[Stored records]
§ §
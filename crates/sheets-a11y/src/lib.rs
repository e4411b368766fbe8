#![forbid(unsafe_code)]

//! Accessibility plumbing for stacked overlays.
//!
//! Everything here is document-wide state shared by every overlay instance
//! mounted on the same [`Dom`](sheets_core::Dom):
//!
//! - [`InertRegistry`] keeps reference-counted non-interactive tags.
//! - [`ScrollLock`] locks page scroll while any instance holds it.
//! - [`FocusCoordinator`] drives one instance's focus lifecycle against both.
//!
//! The registries are plain values; the owner decides how they are shared
//! (the modal engine keeps one [`FocusEnvironment`] per document behind a
//! `RefCell`).

pub mod coordinator;
pub mod focus_search;
pub mod inert;
pub mod scroll_lock;

pub use coordinator::{FocusCoordinator, FocusPhase};
pub use focus_search::{AUTOFOCUS_ATTR, default_focus_target, first_focusable};
pub use inert::{ARIA_HIDDEN_ATTR, INERT_ATTR, InertRegistry};
pub use scroll_lock::ScrollLock;

/// Document-wide accessibility state.
#[derive(Debug, Default)]
pub struct FocusEnvironment {
    pub inert: InertRegistry,
    pub scroll: ScrollLock,
}

impl FocusEnvironment {
    pub fn new() -> Self {
        Self::default()
    }
}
§ §
Once you have read the records above, set each one down again exactly.

filename crates/sheets-a11y/src/lib.rs
repository e4411b368766fbe8
#![forbid(unsafe_code)]

//! Accessibility plumbing for stacked overlays.
//!
//! Everything here is document-wide state shared by every overlay instance
//! mounted on the same [`Dom`](sheets_core::Dom):
//!
//! - [`InertRegistry`] keeps reference-counted non-interactive tags.
//! - [`ScrollLock`] locks page scroll while any instance holds it.
//! - [`FocusCoordinator`] drives one instance's focus lifecycle against both.
//!
//! The registries are plain values; the owner decides how they are shared
//! (the modal engine keeps one [`FocusEnvironment`] per document behind a
//! `RefCell`).

pub mod coordinator;
pub mod focus_search;
pub mod inert;
pub mod scroll_lock;

pub use coordinator::{FocusCoordinator, FocusPhase};
pub use focus_search::{AUTOFOCUS_ATTR, default_focus_target, first_focusable};
pub use inert::{ARIA_HIDDEN_ATTR, INERT_ATTR, InertRegistry};
pub use scroll_lock::ScrollLock;

/// Document-wide accessibility state.
#[derive(Debug, Default)]
pub struct FocusEnvironment {
    pub inert: InertRegistry,
    pub scroll: ScrollLock,
}

impl FocusEnvironment {
    pub fn new() -> Self {
        Self::default()
    }
}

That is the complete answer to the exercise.